- _TASK TO CARRY OUT_: From the first line to the last, transcribe the material exactly.

───── MATERIAL FOR THIS TASK

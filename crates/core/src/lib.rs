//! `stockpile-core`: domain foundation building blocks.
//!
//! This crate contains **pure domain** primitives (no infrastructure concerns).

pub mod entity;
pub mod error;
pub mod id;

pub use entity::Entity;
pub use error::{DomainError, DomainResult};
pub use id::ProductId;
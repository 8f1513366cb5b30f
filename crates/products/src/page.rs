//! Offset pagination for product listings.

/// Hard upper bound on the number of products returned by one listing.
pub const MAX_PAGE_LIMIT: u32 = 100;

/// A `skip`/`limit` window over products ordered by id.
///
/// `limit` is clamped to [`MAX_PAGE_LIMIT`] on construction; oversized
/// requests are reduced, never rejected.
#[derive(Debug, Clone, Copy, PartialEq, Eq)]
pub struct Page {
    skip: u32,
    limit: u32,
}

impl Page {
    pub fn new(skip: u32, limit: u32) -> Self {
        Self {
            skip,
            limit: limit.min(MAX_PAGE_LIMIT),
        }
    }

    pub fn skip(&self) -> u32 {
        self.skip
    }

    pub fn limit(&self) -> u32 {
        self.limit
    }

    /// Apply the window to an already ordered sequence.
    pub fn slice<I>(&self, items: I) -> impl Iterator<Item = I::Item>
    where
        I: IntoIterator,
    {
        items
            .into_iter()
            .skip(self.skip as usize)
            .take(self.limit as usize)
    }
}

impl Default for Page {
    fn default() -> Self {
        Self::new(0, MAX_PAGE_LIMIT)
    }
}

──────────

- _YOUR RESPONSE_:
filename crates/core/src/lib.rs
//! `stockpile-core`: domain foundation building blocks.
//!
//! This crate contains **pure domain** primitives (no infrastructure concerns).

pub mod entity;
pub mod error;
pub mod id;

pub use entity::Entity;
pub use error::{DomainError, DomainResult};
pub use id::ProductId;
repository 8f1513366cb5b30f
filename crates/products/src/page.rs
//! Offset pagination for product listings.

/// Hard upper bound on the number of products returned by one listing.
pub const MAX_PAGE_LIMIT: u32 = 100;

/// A `skip`/`limit` window over products ordered by id.
///
/// `limit` is clamped to [`MAX_PAGE_LIMIT`] on construction; oversized
/// requests are reduced, never rejected.
#[derive(Debug, Clone, Copy, PartialEq, Eq)]
pub struct Page {
    skip: u32,
    limit: u32,
}

impl Page {
    pub fn new(skip: u32, limit: u32) -> Self {
        Self {
            skip,
            limit: limit.min(MAX_PAGE_LIMIT),
        }
    }

    pub fn skip(&self) -> u32 {
        self.skip
    }

    pub fn limit(&self) -> u32 {
        self.limit
    }

    /// Apply the window to an already ordered sequence.
    pub fn slice<I>(&self, items: I) -> impl Iterator<Item = I::Item>
    where
        I: IntoIterator,
    {
        items
            .into_iter()
            .skip(self.skip as usize)
            .take(self.limit as usize)
    }
}

impl Default for Page {
    fn default() -> Self {
        Self::new(0, MAX_PAGE_LIMIT)
    }
}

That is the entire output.